● Your goal:
Search the material below for "Deserialize" and copy every line where it occurs.

● Data for this task:
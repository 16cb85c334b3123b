#[cfg(feature = "serde1")]
use serde::{Deserialize, Serialize};

use crate::data::{CategoricalDatum, DataOrSuffStat};
use crate::dist::Categorical;
use crate::suffstat_traits::SuffStat;

/// Sufficient statistic for the Categorical distribution: the number of
/// observations and the count of observations in each category
#[derive(Debug, Clone, PartialEq)]
#[cfg_attr(feature = "serde1", derive(Serialize, Deserialize))]
#[cfg_attr(feature = "serde1", serde(rename_all = "snake_case"))]
pub struct CategoricalSuffStat {
    n: usize,
    counts: Vec<f64>,
}

impl CategoricalSuffStat {
    /// Create an empty statistic for a distribution over `k` categories
    pub fn new(k: usize) -> Self {
        CategoricalSuffStat {
            n: 0,
            counts: vec![0.0; k],
        }
    }

    /// Create a statistic from whatever comes in without checking that the
    /// counts are non-negative or that they sum to `n`
    pub fn from_parts_unchecked(n: usize, counts: Vec<f64>) -> Self {
        CategoricalSuffStat { n, counts }
    }

    /// Get the number of possible outcomes
    #[inline]
    pub fn k(&self) -> usize {
        self.counts.len()
    }

    /// Get the total number of observations
    ///
    /// # Example
    ///
    /// ```
    /// # use dircat::data::CategoricalSuffStat;
    /// # use dircat::suffstat_traits::SuffStat;
    /// let mut stat = CategoricalSuffStat::new(3);
    ///
    /// stat.observe(&0_u8);
    /// stat.observe(&1_u8);
    /// stat.observe(&1_u8);
    ///
    /// assert_eq!(stat.n(), 3);
    /// ```
    #[inline]
    pub fn n(&self) -> usize {
        self.n
    }

    /// Get a reference to the observation counts
    #[inline]
    pub fn counts(&self) -> &Vec<f64> {
        &self.counts
    }
}

impl<'a, X> From<&'a CategoricalSuffStat> for DataOrSuffStat<'a, X, Categorical>
where
    X: CategoricalDatum,
{
    fn from(stat: &'a CategoricalSuffStat) -> Self {
        DataOrSuffStat::SuffStat(stat)
    }
}

impl<X: CategoricalDatum> SuffStat<X> for CategoricalSuffStat {
    fn n(&self) -> usize {
        self.n
    }

    fn observe(&mut self, x: &X) {
        let ix: usize = (*x).into();
        self.n += 1;
        self.counts[ix] += 1.0;
    }

    fn forget(&mut self, x: &X) {
        let ix: usize = (*x).into();
        self.n -= 1;
        self.counts[ix] -= 1.0;
    }

    fn merge(&mut self, other: Self) {
        self.n += other.n;
        self.counts
            .iter_mut()
            .zip(other.counts)
            .for_each(|(ct, other_ct)| *ct += other_ct);
    }
}
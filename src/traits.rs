//! Trait definitions
use crate::data::DataOrSuffStat;
use crate::suffstat_traits::HasSuffStat;

/// Has a probability density or mass function
pub trait HasDensity<X> {
    /// Probability function
    ///
    /// # Example
    ///
    /// ```
    /// use dircat::dist::Categorical;
    /// use dircat::traits::HasDensity;
    ///
    /// let cat = Categorical::new(&[1.0, 2.0, 1.0]).unwrap();
    /// assert::close(cat.f(&1_u8), 0.5, 1E-12);
    /// ```
    fn f(&self, x: &X) -> f64 {
        self.ln_f(x).exp()
    }

    /// Log probability function
    fn ln_f(&self, x: &X) -> f64;
}

/// Identifies the support of a distribution
pub trait Support<X>: HasDensity<X> {
    /// Returns `true` if `x` is in the support of the distribution
    ///
    /// # Example
    ///
    /// ```
    /// use dircat::dist::Dirichlet;
    /// use dircat::traits::Support;
    ///
    /// let dir = Dirichlet::symmetric(1.0, 3).unwrap();
    /// assert!(dir.supports(&vec![0.2, 0.3, 0.5]));
    /// assert!(!dir.supports(&vec![0.2, 0.3, 0.6]));
    /// ```
    fn supports(&self, x: &X) -> bool;
}

/// A continuous probability distribution
pub trait ContinuousDistr<X>: Support<X> {
    /// The value of the Probability Density Function (PDF) at `x`
    ///
    /// # Panics
    ///
    /// If `x` is not in the support
    fn pdf(&self, x: &X) -> f64 {
        self.ln_pdf(x).exp()
    }

    /// The value of the log Probability Density Function (PDF) at `x`
    ///
    /// # Panics
    ///
    /// If `x` is not in the support
    fn ln_pdf(&self, x: &X) -> f64 {
        if !self.supports(x) {
            panic!("x not in support");
        }
        self.ln_f(x)
    }
}

/// A discrete probability distribution
pub trait DiscreteDistr<X>: Support<X> {
    /// Probability mass function (PMF) at `x`
    ///
    /// # Panics
    ///
    /// If `x` is not in the support
    fn pmf(&self, x: &X) -> f64 {
        self.ln_pmf(x).exp()
    }

    /// Natural logarithm of the probability mass function (PMF) at `x`
    ///
    /// # Panics
    ///
    /// If `x` is not in the support
    fn ln_pmf(&self, x: &X) -> f64 {
        if !self.supports(x) {
            panic!("x not in support");
        }
        self.ln_f(x)
    }
}

/// Defines the mean of a distribution, where it exists
pub trait Mean<M> {
    /// Returns `None` if the mean is undefined
    fn mean(&self) -> Option<M>;
}

/// Defines the mode of a distribution, where it exists
pub trait Mode<M> {
    /// Returns `None` if the mode is undefined or not unique
    fn mode(&self) -> Option<M>;
}

/// Defines the variance of a distribution, where it exists
pub trait Variance<V> {
    /// Returns `None` if the variance is undefined
    fn variance(&self) -> Option<V>;
}

/// Defines the entropy of a distribution
pub trait Entropy {
    /// The entropy, *H(X)*
    fn entropy(&self) -> f64;
}

/// KL divergences
pub trait KlDivergence {
    /// The KL divergence, *KL(P||Q)*, between this distribution, *P*, and
    /// another, *Q*
    fn kl(&self, other: &Self) -> f64;
}

/// A prior on `Fx` that induces a posterior that is the same form as the
/// prior
///
/// # Example
///
/// Conjugate analysis of categorical data under a Jeffreys Dirichlet prior.
///
/// ```
/// use dircat::traits::ConjugatePrior;
/// use dircat::dist::{Categorical, Dirichlet};
///
/// let xs: Vec<u8> = vec![0, 1, 1, 2, 1];
///
/// let prior = Dirichlet::jeffreys(3).unwrap();
/// let post = prior.posterior(&(&xs).into());
///
/// assert_eq!(*post.alphas(), vec![1.5, 3.5, 1.5]);
/// ```
pub trait ConjugatePrior<X, Fx>: HasDensity<Fx>
where
    Fx: HasDensity<X> + HasSuffStat<X>,
{
    /// Type of the posterior distribution
    type Posterior: HasDensity<Fx>;
    /// Type of the cache for the marginal likelihood
    type MCache;
    /// Type of the cache for the posterior predictive
    type PpCache;

    /// Computes the posterior distribution from the data
    fn posterior(&self, x: &DataOrSuffStat<X, Fx>) -> Self::Posterior;

    /// Compute the cache for the log marginal likelihood.
    fn ln_m_cache(&self) -> Self::MCache;

    /// Log marginal likelihood with supplied cache.
    fn ln_m_with_cache(
        &self,
        cache: &Self::MCache,
        x: &DataOrSuffStat<X, Fx>,
    ) -> f64;

    /// The log marginal likelihood
    fn ln_m(&self, x: &DataOrSuffStat<X, Fx>) -> f64 {
        let cache = self.ln_m_cache();
        self.ln_m_with_cache(&cache, x)
    }

    /// Compute the cache for the Log posterior predictive of y given x.
    ///
    /// The cache should encompass all information about `x`.
    fn ln_pp_cache(&self, x: &DataOrSuffStat<X, Fx>) -> Self::PpCache;

    /// Log posterior predictive of y given x with supplied cache.
    fn ln_pp_with_cache(&self, cache: &Self::PpCache, y: &X) -> f64;

    /// Log posterior predictive, *ln p(y|x)*
    fn ln_pp(&self, y: &X, x: &DataOrSuffStat<X, Fx>) -> f64 {
        let cache = self.ln_pp_cache(x);
        self.ln_pp_with_cache(&cache, y)
    }

    /// Marginal likelihood of x
    fn m(&self, x: &DataOrSuffStat<X, Fx>) -> f64 {
        self.ln_m(x).exp()
    }

    /// Posterior Predictive distribution
    fn pp(&self, y: &X, x: &DataOrSuffStat<X, Fx>) -> f64 {
        self.ln_pp(y, x).exp()
    }
}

● Answer for this exercise:
use serde::{Deserialize, Serialize};
#[cfg_attr(feature = "serde1", derive(Serialize, Deserialize))]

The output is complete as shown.